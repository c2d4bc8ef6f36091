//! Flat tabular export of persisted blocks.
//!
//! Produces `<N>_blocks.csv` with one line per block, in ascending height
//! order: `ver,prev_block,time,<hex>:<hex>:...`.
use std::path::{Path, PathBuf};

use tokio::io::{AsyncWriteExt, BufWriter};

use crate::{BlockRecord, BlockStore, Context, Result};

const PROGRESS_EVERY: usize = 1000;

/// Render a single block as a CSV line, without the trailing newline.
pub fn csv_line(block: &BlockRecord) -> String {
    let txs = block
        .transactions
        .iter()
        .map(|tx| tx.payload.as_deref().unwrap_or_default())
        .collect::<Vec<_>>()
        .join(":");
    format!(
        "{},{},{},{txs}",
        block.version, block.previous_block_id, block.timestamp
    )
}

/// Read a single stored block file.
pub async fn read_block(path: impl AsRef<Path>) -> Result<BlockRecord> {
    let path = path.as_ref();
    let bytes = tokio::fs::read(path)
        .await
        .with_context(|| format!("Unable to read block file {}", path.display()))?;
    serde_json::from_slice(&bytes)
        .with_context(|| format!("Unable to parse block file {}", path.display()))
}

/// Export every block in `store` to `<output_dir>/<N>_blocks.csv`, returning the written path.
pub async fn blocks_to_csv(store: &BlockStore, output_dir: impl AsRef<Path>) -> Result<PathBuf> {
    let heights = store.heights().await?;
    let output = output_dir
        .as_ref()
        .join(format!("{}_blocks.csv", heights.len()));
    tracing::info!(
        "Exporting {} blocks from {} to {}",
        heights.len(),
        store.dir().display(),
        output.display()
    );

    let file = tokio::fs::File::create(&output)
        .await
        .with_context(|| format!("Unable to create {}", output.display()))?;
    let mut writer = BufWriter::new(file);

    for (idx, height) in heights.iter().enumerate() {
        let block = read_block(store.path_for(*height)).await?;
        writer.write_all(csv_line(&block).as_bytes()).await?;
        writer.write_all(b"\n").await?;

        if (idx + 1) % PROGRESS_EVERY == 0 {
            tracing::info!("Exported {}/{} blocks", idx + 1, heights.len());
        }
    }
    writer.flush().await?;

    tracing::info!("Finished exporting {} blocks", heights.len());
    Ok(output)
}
################
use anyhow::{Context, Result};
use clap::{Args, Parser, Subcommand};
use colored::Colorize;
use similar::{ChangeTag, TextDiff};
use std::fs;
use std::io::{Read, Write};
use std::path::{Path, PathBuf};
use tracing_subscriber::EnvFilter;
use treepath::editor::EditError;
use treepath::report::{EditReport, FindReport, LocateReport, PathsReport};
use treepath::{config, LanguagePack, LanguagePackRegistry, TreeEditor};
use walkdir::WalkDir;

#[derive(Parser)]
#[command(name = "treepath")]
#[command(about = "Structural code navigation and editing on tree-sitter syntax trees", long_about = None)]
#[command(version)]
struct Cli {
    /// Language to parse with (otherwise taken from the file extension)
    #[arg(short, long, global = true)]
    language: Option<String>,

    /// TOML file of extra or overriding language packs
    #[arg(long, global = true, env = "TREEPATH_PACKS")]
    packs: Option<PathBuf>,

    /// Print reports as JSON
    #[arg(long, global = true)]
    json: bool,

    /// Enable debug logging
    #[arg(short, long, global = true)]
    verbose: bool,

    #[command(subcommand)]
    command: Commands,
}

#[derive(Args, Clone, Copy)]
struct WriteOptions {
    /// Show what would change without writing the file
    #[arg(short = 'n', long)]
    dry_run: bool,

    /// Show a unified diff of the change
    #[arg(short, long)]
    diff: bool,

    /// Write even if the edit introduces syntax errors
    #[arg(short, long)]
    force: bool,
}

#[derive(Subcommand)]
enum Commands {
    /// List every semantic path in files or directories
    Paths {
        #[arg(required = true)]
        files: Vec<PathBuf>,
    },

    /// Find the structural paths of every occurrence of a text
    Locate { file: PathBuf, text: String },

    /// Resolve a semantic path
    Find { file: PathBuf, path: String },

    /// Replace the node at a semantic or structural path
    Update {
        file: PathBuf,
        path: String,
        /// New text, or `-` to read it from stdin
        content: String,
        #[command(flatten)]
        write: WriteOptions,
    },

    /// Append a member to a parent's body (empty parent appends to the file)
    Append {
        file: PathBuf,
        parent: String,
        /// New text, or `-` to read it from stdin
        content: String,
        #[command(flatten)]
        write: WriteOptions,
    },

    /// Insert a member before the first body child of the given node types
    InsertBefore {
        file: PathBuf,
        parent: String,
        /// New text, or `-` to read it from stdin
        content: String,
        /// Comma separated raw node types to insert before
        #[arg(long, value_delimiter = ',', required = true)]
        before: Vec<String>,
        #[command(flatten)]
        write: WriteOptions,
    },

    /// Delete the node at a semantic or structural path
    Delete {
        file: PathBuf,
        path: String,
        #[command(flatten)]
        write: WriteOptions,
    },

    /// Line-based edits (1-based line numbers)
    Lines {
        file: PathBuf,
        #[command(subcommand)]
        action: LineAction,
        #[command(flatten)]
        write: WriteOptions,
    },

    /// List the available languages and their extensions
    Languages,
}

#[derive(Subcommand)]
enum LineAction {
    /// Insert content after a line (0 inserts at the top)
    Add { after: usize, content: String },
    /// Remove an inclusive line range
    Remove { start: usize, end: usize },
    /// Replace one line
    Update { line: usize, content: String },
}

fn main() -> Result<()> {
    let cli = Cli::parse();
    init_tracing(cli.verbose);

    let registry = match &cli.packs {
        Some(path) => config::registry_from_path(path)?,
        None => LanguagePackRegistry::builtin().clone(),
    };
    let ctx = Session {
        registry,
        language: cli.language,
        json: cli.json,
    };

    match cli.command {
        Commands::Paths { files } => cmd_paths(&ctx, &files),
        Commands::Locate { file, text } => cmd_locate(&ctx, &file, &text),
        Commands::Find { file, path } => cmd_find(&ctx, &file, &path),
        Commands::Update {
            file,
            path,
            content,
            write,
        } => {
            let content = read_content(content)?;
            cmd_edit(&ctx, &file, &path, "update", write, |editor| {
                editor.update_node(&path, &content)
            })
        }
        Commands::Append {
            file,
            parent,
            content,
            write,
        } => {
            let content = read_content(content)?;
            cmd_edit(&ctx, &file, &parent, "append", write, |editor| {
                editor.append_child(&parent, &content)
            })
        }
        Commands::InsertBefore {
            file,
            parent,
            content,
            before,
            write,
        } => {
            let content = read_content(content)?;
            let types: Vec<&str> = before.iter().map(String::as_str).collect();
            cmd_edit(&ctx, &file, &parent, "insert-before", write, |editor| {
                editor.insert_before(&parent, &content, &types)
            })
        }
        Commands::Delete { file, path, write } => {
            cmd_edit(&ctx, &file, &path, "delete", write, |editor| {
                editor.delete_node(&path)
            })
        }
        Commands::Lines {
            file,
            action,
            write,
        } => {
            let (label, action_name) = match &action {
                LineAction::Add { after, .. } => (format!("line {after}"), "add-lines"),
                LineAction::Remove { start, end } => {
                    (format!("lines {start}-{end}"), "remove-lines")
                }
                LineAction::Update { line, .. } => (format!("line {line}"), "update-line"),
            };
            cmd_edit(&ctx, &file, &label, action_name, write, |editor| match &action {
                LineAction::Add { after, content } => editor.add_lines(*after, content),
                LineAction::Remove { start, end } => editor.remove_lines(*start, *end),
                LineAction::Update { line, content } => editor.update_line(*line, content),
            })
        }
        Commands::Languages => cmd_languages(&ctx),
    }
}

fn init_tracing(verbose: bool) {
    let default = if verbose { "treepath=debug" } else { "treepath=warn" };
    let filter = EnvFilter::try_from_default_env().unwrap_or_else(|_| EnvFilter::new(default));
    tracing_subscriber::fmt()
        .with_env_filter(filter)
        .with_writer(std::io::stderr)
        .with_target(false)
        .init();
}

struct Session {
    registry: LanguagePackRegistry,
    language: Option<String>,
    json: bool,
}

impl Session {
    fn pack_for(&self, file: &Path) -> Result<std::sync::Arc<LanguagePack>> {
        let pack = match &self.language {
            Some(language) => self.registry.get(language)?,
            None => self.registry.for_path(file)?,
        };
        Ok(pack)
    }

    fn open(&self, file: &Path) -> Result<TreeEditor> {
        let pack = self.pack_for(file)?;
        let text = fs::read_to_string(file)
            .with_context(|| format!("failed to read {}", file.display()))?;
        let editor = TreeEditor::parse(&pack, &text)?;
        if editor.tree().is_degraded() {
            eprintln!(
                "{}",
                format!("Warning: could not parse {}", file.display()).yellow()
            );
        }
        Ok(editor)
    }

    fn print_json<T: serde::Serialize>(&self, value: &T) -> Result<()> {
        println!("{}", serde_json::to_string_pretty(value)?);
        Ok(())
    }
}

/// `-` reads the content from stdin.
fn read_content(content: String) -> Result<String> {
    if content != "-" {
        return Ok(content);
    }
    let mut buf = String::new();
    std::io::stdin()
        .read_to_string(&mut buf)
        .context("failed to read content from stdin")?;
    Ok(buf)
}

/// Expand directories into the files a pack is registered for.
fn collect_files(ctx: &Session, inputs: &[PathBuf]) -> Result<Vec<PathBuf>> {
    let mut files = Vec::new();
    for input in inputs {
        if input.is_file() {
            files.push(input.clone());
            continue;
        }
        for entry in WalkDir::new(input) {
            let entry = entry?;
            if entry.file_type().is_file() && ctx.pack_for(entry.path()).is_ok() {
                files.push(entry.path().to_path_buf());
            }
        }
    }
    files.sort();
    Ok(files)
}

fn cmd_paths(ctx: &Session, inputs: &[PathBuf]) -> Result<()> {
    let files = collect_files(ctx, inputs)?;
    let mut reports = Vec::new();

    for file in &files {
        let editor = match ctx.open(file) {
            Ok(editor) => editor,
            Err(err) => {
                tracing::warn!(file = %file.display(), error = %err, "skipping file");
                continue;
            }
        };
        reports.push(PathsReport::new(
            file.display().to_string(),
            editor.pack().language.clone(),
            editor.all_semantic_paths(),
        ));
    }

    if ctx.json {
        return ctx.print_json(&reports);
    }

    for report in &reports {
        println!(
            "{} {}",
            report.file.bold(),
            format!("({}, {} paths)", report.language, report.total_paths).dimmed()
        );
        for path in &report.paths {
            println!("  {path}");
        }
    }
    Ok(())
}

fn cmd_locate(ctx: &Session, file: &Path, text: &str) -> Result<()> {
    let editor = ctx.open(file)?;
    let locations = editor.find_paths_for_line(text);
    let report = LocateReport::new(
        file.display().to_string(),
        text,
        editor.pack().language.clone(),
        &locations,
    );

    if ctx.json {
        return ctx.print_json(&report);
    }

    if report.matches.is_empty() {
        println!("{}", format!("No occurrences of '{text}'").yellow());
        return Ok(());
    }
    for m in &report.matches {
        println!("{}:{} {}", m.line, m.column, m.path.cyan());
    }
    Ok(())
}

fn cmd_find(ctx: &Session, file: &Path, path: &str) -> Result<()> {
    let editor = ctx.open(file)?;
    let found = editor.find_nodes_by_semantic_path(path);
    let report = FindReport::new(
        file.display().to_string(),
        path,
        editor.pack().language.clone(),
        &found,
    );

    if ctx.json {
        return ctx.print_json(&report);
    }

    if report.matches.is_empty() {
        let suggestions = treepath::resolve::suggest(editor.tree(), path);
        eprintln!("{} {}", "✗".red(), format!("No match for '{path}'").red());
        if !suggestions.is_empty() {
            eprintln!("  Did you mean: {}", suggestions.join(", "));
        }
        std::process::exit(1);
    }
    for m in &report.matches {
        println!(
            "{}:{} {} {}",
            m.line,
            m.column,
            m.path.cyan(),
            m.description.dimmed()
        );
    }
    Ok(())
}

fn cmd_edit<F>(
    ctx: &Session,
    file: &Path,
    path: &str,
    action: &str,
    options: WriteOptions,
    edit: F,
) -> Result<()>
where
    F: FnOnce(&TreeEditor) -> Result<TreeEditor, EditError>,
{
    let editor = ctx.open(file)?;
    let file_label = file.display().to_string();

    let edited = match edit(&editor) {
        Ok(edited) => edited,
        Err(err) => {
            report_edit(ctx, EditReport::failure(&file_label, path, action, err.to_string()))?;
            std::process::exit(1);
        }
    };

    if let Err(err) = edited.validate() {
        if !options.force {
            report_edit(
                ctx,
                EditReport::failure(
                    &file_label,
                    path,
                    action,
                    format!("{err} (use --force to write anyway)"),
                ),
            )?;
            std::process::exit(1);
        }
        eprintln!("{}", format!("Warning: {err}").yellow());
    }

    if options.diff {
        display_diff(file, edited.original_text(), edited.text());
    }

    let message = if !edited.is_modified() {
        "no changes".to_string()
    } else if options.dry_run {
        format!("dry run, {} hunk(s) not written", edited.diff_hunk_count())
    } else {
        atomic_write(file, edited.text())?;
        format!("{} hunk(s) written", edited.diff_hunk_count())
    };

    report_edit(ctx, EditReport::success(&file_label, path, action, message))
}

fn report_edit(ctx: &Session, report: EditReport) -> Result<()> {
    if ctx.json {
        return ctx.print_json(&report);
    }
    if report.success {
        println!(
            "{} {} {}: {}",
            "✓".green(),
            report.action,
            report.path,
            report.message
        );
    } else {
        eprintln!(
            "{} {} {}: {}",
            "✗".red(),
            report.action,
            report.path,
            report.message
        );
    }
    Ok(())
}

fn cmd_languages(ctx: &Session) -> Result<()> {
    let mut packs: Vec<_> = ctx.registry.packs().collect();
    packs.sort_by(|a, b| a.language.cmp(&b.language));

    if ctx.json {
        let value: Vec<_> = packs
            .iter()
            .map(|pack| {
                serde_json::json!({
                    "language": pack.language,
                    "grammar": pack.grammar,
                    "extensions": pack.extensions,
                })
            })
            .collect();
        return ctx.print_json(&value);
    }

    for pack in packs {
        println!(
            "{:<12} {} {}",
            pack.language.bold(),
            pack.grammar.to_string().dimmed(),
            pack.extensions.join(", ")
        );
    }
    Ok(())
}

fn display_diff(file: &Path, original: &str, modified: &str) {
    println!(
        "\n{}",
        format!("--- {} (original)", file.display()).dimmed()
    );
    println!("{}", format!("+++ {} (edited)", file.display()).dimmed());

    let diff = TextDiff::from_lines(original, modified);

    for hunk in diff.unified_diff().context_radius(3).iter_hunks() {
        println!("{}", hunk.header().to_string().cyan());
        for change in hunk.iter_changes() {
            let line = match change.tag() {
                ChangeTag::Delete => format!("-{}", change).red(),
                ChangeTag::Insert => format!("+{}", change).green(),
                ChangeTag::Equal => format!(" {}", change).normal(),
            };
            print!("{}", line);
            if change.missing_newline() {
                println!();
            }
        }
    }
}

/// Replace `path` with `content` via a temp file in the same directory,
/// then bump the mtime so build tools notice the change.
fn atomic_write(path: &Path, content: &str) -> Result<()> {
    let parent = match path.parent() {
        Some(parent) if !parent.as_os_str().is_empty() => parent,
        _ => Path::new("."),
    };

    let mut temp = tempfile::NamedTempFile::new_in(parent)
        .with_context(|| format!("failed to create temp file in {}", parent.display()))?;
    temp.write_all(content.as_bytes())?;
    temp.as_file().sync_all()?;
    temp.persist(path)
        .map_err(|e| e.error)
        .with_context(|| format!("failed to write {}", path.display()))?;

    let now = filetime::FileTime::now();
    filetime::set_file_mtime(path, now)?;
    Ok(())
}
################
TASK INSTRUCTIONS.
Find the word "TextDiff" in the records and pull out each line that has it.

RESPONSE FOR THIS EXERCISE.
use similar::{ChangeTag, TextDiff};
    let diff = TextDiff::from_lines(original, modified);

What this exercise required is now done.